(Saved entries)
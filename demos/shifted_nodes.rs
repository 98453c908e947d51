//! Anticipated node crossings with an event shifter.
//!
//! A plain node detector and a shifted copy of it run side by side: the
//! copy reports ascending nodes 5 s early and descending nodes 5 s late.
//! The copy moves states along the two-body flow, so the offsets hold to the
//! integration tolerance.
//!
//! Run with:
//!   cargo run --example shifted_nodes

use astro_events::{
    catalog, ContinueOnEvent, DetectorConfig, EventDetector, EventEngine, EventShifter,
    OdeSystem, OrbitState, Rkf78, Tolerances,
};

/// Keplerian two-body problem.
struct TwoBody {
    mu: f64,
}

impl OdeSystem<6> for TwoBody {
    fn rhs(&self, _t: f64, y: &[f64; 6], dydt: &mut [f64; 6]) {
        let r2 = y[0] * y[0] + y[1] * y[1] + y[2] * y[2];
        let mu_r3 = self.mu / (r2 * r2.sqrt());

        dydt[0] = y[3];
        dydt[1] = y[4];
        dydt[2] = y[5];
        dydt[3] = -mu_r3 * y[0];
        dydt[4] = -mu_r3 * y[1];
        dydt[5] = -mu_r3 * y[2];
    }
}

fn main() {
    tracing_subscriber::fmt()
        .with_max_level(tracing::Level::DEBUG)
        .init();

    let mu = 398600.4418;
    let sys = TwoBody { mu };

    // circular LEO, 51.6 deg, starting 90 deg past the ascending node
    let r = 6778.0;
    let v = (mu / r).sqrt();
    let inc = 51.6f64.to_radians();
    let initial = OrbitState::new(0.0, [0.0, r * inc.cos(), r * inc.sin(), -v, 0.0, 0.0]);
    let period = 2.0 * std::f64::consts::PI * (r.powi(3) / mu).sqrt();

    let config = DetectorConfig::new(120.0, 1e-6).unwrap();
    let node = EventDetector::new("node", config, catalog::node()).with_handler(ContinueOnEvent);
    let mut solver = Rkf78::new(Tolerances::new(1e-12, 1e-12));
    solver.set_step_limits(1e-6, 30.0);
    let shifted = EventShifter::new(node.clone(), -5.0, 5.0)
        .with_max_check(10.0)
        .with_translation(solver.flow(TwoBody { mu }))
        .build()
        .unwrap();

    let mut engine = EventEngine::new();
    engine.register_detector(node).unwrap();
    engine.register_detector(shifted).unwrap();

    solver
        .propagate(&sys, &mut engine, initial, 2.0 * period, 10.0)
        .unwrap();

    println!("Node crossings over two orbits ({:.1} s period)", period);
    println!();
    for e in engine.resolved_events() {
        let kind = if e.increasing { "ascending" } else { "descending" };
        println!("  {:<13} {kind:<10} t = {:>9.3} s", e.name, e.t);
    }
}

ABOUT THIS TASK
In the lines above, find the word "ascending" and copy every line it occurs in.

TASK SOLUTION
//! copy reports ascending nodes 5 s early and descending nodes 5 s late.
    // circular LEO, 51.6 deg, starting 90 deg past the ascending node
        let kind = if e.increasing { "ascending" } else { "descending" };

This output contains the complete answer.